Elektra Autonomous Vehicle
Elektra
A multidisciplinary autonomous driving research platform
Elektra is an autonomous driving research platform born at the Computer Vision Centre (CVC) at the Universitat Autònoma de Barcelona. I co-conceived and coordinated the project from the ground up: identifying the vehicle, leading the drive-by-wire transformation, assembling the consortium, and staying involved across every technical workstream. My primary expertise was perception, and the project was co-led with my supervisor Antonio López. Together we brought together more than 20 researchers across seven institutions, dozens of students, and industry partners including NVIDIA, who sponsored us with GPUs, cameras, and a DRIVE PX platform. Our embedded pedestrian detector won Best Poster at NVIDIA GTC 2016 in the USA. Elektra became the reference autonomous driving hub in Catalonia, attracting media coverage and becoming a landmark research project in the region.

Project Overview & Consortium
Elektra was conceived as the Catalan hub for autonomous driving research, bringing together expertise from computer vision, embedded hardware, control theory, communications, electronics, and vehicle engineering under a single collaborative platform. The project aimed to bridge the gap between fundamental research and real-world intelligent mobility, with technology transfer as a core ambition.

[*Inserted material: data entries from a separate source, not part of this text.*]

//! Encoder weight loading.
//!
//! Burn records (`.mpk`, `.bin`) are always supported. PyTorch checkpoints and the
//! ImageNet weights cache need the `pretrained` feature.

use std::path::{Path, PathBuf};

use burn::{
    prelude::*,
    record::{BinFileRecorder, FullPrecisionSettings, NamedMpkFileRecorder},
};
#[cfg(feature = "pretrained")]
use burn::record::Recorder;
#[cfg(feature = "pretrained")]
use burn_import::pytorch::{LoadArgs, PyTorchFileRecorder};
use log::info;

use crate::{
    config::EncoderWeights,
    error::{UnetError, UnetResult},
};

/// Record formats understood by [`load_weights`].
#[derive(Debug, Clone, Copy, PartialEq, Eq)]
pub enum WeightFormat {
    /// Burn named MessagePack record.
    NamedMpk,
    /// Burn binary record.
    Bin,
    /// PyTorch checkpoint.
    PyTorch,
}

impl WeightFormat {
    /// Detects the format from the file extension.
    pub fn from_path(path: &Path) -> UnetResult<Self> {
        match path.extension().and_then(|ext| ext.to_str()) {
            Some("mpk") => Ok(Self::NamedMpk),
            Some("bin") => Ok(Self::Bin),
            Some("pth" | "pt") => Ok(Self::PyTorch),
            _ => Err(UnetError::WeightLoadingFailed {
                reason: format!("unsupported weight file format: {}", path.display()),
            }),
        }
    }
}

/// Applies `weights` to a freshly built encoder.
pub fn apply_encoder_weights<B: Backend, M: Module<B>>(
    module: M,
    backbone: &str,
    weights: &EncoderWeights,
    device: &Device<B>,
) -> UnetResult<M> {
    match weights {
        EncoderWeights::None => Ok(module),
        EncoderWeights::File(path) => load_weights(module, path, device),
        EncoderWeights::Imagenet => {
            let path = imagenet_weights_path(backbone)?;
            load_weights(module, &path, device)
        }
    }
}

/// Loads a record file into `module`.
///
/// # Errors
///
/// Returns [`UnetError::WeightLoadingFailed`] when the file is missing, has an unknown
/// extension, or does not match the module structure.
pub fn load_weights<B: Backend, M: Module<B>>(
    module: M,
    path: &Path,
    device: &Device<B>,
) -> UnetResult<M> {
    if !path.exists() {
        return Err(UnetError::WeightLoadingFailed {
            reason: format!("weight file not found: {}", path.display()),
        });
    }

    info!("Loading encoder weights from {}", path.display());

    match WeightFormat::from_path(path)? {
        WeightFormat::NamedMpk => {
            let recorder = NamedMpkFileRecorder::<FullPrecisionSettings>::new();
            module
                .load_file(path.to_path_buf(), &recorder, device)
                .map_err(|e| UnetError::WeightLoadingFailed {
                    reason: format!("MessagePack record loading failed: {e}"),
                })
        }
        WeightFormat::Bin => {
            let recorder = BinFileRecorder::<FullPrecisionSettings>::new();
            module
                .load_file(path.to_path_buf(), &recorder, device)
                .map_err(|e| UnetError::WeightLoadingFailed {
                    reason: format!("Binary record loading failed: {e}"),
                })
        }
        WeightFormat::PyTorch => load_pytorch(module, path, device),
    }
}

#[cfg(feature = "pretrained")]
fn load_pytorch<B: Backend, M: Module<B>>(
    module: M,
    path: &Path,
    device: &Device<B>,
) -> UnetResult<M> {
    let recorder = PyTorchFileRecorder::<FullPrecisionSettings>::default();
    let record = recorder
        .load(LoadArgs::new(path.to_path_buf()), device)
        .map_err(|e| UnetError::WeightLoadingFailed {
            reason: format!("PyTorch record loading failed: {e}"),
        })?;
    Ok(module.load_record(record))
}

#[cfg(not(feature = "pretrained"))]
fn load_pytorch<B: Backend, M: Module<B>>(
    _module: M,
    path: &Path,
    _device: &Device<B>,
) -> UnetResult<M> {
    Err(UnetError::WeightLoadingFailed {
        reason: format!(
            "loading {} requires the `pretrained` feature",
            path.display()
        ),
    })
}

/// Directory holding the ImageNet encoder weights.
#[cfg(feature = "pretrained")]
pub fn weights_cache_dir() -> UnetResult<PathBuf> {
    dirs::cache_dir()
        .map(|dir| dir.join("unet-burn").join("weights"))
        .ok_or_else(|| UnetError::WeightLoadingFailed {
            reason: "no cache directory available on this platform".to_string(),
        })
}

/// Locates `<backbone>_imagenet.mpk` (or `.pth`) in the weights cache.
#[cfg(feature = "pretrained")]
pub fn imagenet_weights_path(backbone: &str) -> UnetResult<PathBuf> {
    let dir = weights_cache_dir()?;
    ["mpk", "pth"]
        .iter()
        .map(|ext| dir.join(format!("{backbone}_imagenet.{ext}")))
        .find(|path| path.exists())
        .ok_or_else(|| UnetError::WeightLoadingFailed {
            reason: format!(
                "no imagenet weights for {backbone} in {}",
                dir.display()
            ),
        })
}

#[cfg(not(feature = "pretrained"))]
pub fn imagenet_weights_path(backbone: &str) -> UnetResult<PathBuf> {
    Err(UnetError::WeightLoadingFailed {
        reason: format!("imagenet weights for {backbone} require the `pretrained` feature"),
    })
}

#[cfg(test)]
mod tests {
    use super::*;
    use backbones::{VggConfig, VggBackbone};
    use burn::{backend::NdArray, tensor::Distribution};

    type TestBackend = NdArray<f32>;

    #[test]
    fn detects_formats_from_extension() {
        assert_eq!(
            WeightFormat::from_path(Path::new("a/vgg16.mpk")).unwrap(),
            WeightFormat::NamedMpk
        );
        assert_eq!(
            WeightFormat::from_path(Path::new("vgg16.bin")).unwrap(),
            WeightFormat::Bin
        );
        assert_eq!(
            WeightFormat::from_path(Path::new("vgg16.pth")).unwrap(),
            WeightFormat::PyTorch
        );
        assert!(WeightFormat::from_path(Path::new("vgg16.h5")).is_err());
    }

    #[test]
    fn missing_file_fails() {
        let device = Default::default();
        let encoder = VggBackbone::<TestBackend>::vgg16(&device);
        let result = apply_encoder_weights(
            encoder,
            "vgg16",
            &EncoderWeights::File(PathBuf::from("/nonexistent/vgg16.mpk")),
            &device,
        );
        assert!(matches!(result, Err(UnetError::WeightLoadingFailed { .. })));
    }

    #[test]
    fn saved_record_is_loaded_back() {
        let device = Default::default();
        let dir = tempfile::tempdir().unwrap();
        let path = dir.path().join("encoder.mpk");

        let config = VggConfig::vgg16().with_in_channels(1);
        let saved = config.init::<TestBackend>(&device);
        saved
            .clone()
            .save_file(
                path.clone(),
                &NamedMpkFileRecorder::<FullPrecisionSettings>::new(),
            )
            .unwrap();

        let loaded = apply_encoder_weights(
            config.init::<TestBackend>(&device),
            "vgg16",
            &EncoderWeights::File(path),
            &device,
        )
        .unwrap();

        let input = Tensor::<TestBackend, 4>::random(
            [1, 1, 32, 32],
            Distribution::Normal(0.0, 1.0),
            &device,
        );
        let expected = saved.forward(input.clone());
        let actual = loaded.forward(input);
        expected.into_data().assert_approx_eq::<f32>(&actual.into_data(), Default::default());
    }

    #[test]
    fn none_keeps_module() {
        let device = Default::default();
        let encoder = VggBackbone::<TestBackend>::vgg16(&device);
        let params = encoder.num_params();
        let kept = apply_encoder_weights(encoder, "vgg16", &EncoderWeights::None, &device).unwrap();
        assert_eq!(kept.num_params(), params);
    }
}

The consortium brought together seven institutions and the municipality of Sant Quirze del Vallès, which provided the test track and city environment for real-world validation. CVC/UAB led environment perception via computer vision; CAOS/UAB handled embedded hardware and high-performance computing on GPUs and FPGAs; UPC Terrassa developed control and planning; CTTC/UPC contributed positioning and sensor fusion (LIDAR, Radar, IMU, GNSS); UAB/DEIC covered vehicle communications (V2V and V2I); UAB/CEPHIS managed vehicle electronics and drive-by-wire; CT Ingenieros handled vehicle engineering, mechanics, and CAN bus; and the Ajuntament de Sant Quirze del Vallès provided the test track and city testing environment.
The Vehicle
Elektra is built on a Tazzari Zero electric microcar, chosen for its compact size, electric drivetrain, and suitability for urban driving research. One of the first and most critical steps of the project was transforming a standard production vehicle into a fully drive-by-wire platform: every actuator — throttle, steering, and brakes — was interfaced electronically so that a computer could issue commands directly over a CAN bus connection.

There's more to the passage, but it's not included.